Another approach would be to have a default packaging format, which would open the door to other options as well.
The idea of a default, but not mandated, format (which I think both of you are suggesting) sounds like a great approach! +1 to that!
And on that note, to the original question, I would say that whatever we choose needs have a few key requirements:
- is itself an existing (or in development) open standard
- is extensible (without breaking compliance)
- natively supports (or enables) a digital signature
Those to me are the only MUSTs.
Compression and encryption can be layered on top of pretty much anything - they need not be native requirements. But signatures are such that format has to enable it (as some package format designs can actually go against it).
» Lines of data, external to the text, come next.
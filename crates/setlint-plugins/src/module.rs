//! Plugin module loading
//!
//! Compiles a `.rhai` file, finds its check factories and turns each valid
//! descriptor into a [`Check`].

use std::fs;
use std::path::{Path, PathBuf};
use std::sync::Arc;

use rhai::{Array, Dynamic, FnAccess, FnPtr, Map, AST};
use setlint_core::{Check, CheckMetadata, Mode, Tier};
use tracing::{debug, warn};

use crate::script::ScriptCheck;
use crate::{PluginEngine, PluginError, Result};

/// File extension of plugin modules
pub const PLUGIN_EXTENSION: &str = "rhai";

/// Name prefix that marks a script function as a check factory
pub const FACTORY_PREFIX: &str = "check_";

/// A compiled plugin module
pub struct PluginModule {
    engine: Arc<PluginEngine>,
    ast: Arc<AST>,
    path: PathBuf,
}

/// What a factory returned, after validation
#[derive(Debug)]
struct Descriptor {
    tier: Tier,
    message: String,
    modes: Vec<Mode>,
    run: String,
}

impl PluginModule {
    /// Read and compile a module file
    pub fn load(engine: &Arc<PluginEngine>, path: impl AsRef<Path>) -> Result<Self> {
        let path = path.as_ref();
        let source = fs::read_to_string(path)?;
        Self::from_source(engine, path, &source)
    }

    /// Compile a module from source text
    pub fn from_source(
        engine: &Arc<PluginEngine>,
        path: impl Into<PathBuf>,
        source: &str,
    ) -> Result<Self> {
        let ast = engine.compile(source)?;
        Ok(Self {
            engine: Arc::clone(engine),
            ast: Arc::new(ast),
            path: path.into(),
        })
    }

    /// Path the module was loaded from
    pub fn path(&self) -> &Path {
        &self.path
    }

    /// Module name used to prefix check names (the file stem)
    pub fn name(&self) -> String {
        self.path
            .file_stem()
            .map(|s| s.to_string_lossy().into_owned())
            .unwrap_or_else(|| "plugin".to_string())
    }

    /// Names of the functions carrying the check-factory marker
    pub fn factories(&self) -> Vec<String> {
        self.ast
            .iter_functions()
            .filter(|f| matches!(f.access, FnAccess::Public))
            .filter(|f| f.params.is_empty() && f.name.starts_with(FACTORY_PREFIX))
            .map(|f| f.name.to_string())
            .collect()
    }

    /// Instantiate every factory in the module
    ///
    /// Factories that fail or describe an invalid check are skipped with a
    /// warning.
    pub fn checks(&self) -> Vec<Check> {
        let mut checks = Vec::new();

        for factory in self.factories() {
            match self.instantiate(&factory) {
                Ok(check) => {
                    debug!(check = %check.info().name, "instantiated scripted check");
                    checks.push(check);
                }
                Err(e) => {
                    warn!(
                        module = %self.path.display(),
                        factory = %factory,
                        "skipping check factory: {}",
                        e
                    );
                }
            }
        }

        checks
    }

    /// Run one factory and build its check
    fn instantiate(&self, factory: &str) -> Result<Check> {
        let value = self.engine.call(&self.ast, factory, Vec::new())?;
        let descriptor = self.parse_descriptor(factory, value)?;

        let metadata = CheckMetadata::new(
            format!("{}::{}", self.name(), factory),
            descriptor.message,
        )
        .with_modes(descriptor.modes);

        let script = ScriptCheck::new(
            Arc::clone(&self.engine),
            Arc::clone(&self.ast),
            descriptor.run,
            metadata,
        );

        let check = match descriptor.tier {
            Tier::WholeSet => Check::whole_set(script),
            Tier::PerDocument => Check::per_document(script),
            Tier::CrossDocument => Check::cross_document(script),
        };

        Ok(check.with_source(&self.path))
    }

    fn parse_descriptor(&self, factory: &str, value: Dynamic) -> Result<Descriptor> {
        let invalid = |reason: String| PluginError::InvalidDescriptor {
            factory: factory.to_string(),
            reason,
        };

        let map = value
            .try_cast::<Map>()
            .ok_or_else(|| invalid("factory must return a map".to_string()))?;

        let tier = map
            .get("tier")
            .and_then(|v| v.clone().try_cast::<String>())
            .ok_or_else(|| invalid("missing 'tier'".to_string()))?
            .parse::<Tier>()
            .map_err(invalid)?;

        let message = map
            .get("message")
            .and_then(|v| v.clone().try_cast::<String>())
            .ok_or_else(|| invalid("missing 'message'".to_string()))?;

        let modes = match map.get("modes") {
            Some(value) => value
                .clone()
                .try_cast::<Array>()
                .ok_or_else(|| invalid("'modes' must be an array".to_string()))?
                .into_iter()
                .map(|m| m.into_string().map(Mode::new))
                .collect::<std::result::Result<Vec<_>, _>>()
                .map_err(|_| invalid("'modes' must contain strings".to_string()))?,
            None => Vec::new(),
        };

        if tier != Tier::WholeSet && modes.is_empty() {
            return Err(invalid(format!("{} checks need at least one mode", tier)));
        }

        let run = map
            .get("run")
            .and_then(|v| {
                let v = v.clone();
                if v.is::<FnPtr>() {
                    v.try_cast::<FnPtr>().map(|f| f.fn_name().to_string())
                } else {
                    v.try_cast::<String>()
                }
            })
            .ok_or_else(|| invalid("missing 'run'".to_string()))?;

        let takes_one_argument = self
            .ast
            .iter_functions()
            .any(|f| f.name == run && f.params.len() == 1);
        if !takes_one_argument {
            return Err(invalid(format!(
                "no function '{}' taking one argument",
                run
            )));
        }

        Ok(Descriptor {
            tier,
            message,
            modes,
            run,
        })
    }
}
Here's a few more we should consider:
RFC 2557
MIME Encapsulation of Aggregate Documents, such as HTML (MHTML)
- adds
Content-Locationtomultipart/relateddocuments - provides a "root" HTML document
- allows for nested (multi-document) structures
- encrypt-able, sign-able and compressible.
- can be created from Chrome, Opera, and Vivaldi (behind config flags)
- generated by every email client that sends HTML emails
Web Packaging
Essentially a stream-able, Web-centric multipart/related approach
- package-wide headers https://www.w3.org/TR/web-packaging/#h-package-header
- provides a fragment identifier scheme for reference parts as well as referencing "within" parts
http://example.org/downloads/editor.pack#url=/root.html;fragment=colophon - defined list of allowed headers: https://www.w3.org/TR/web-packaging/#part-headers
- potentially still encrypt-able, sign-able, and compressible as above
Also of note is the research done by the TAG on this topic before they wrote the original Web Packaging specification: https://github.com/w3ctag/packaging-on-the-web#rejected-approaches
We might also explore the SLEEP - Syncable Ledger of Exact Events Protocol format in use in the Dat Project.
TAG feedback here should be taken into account in this thread if possible.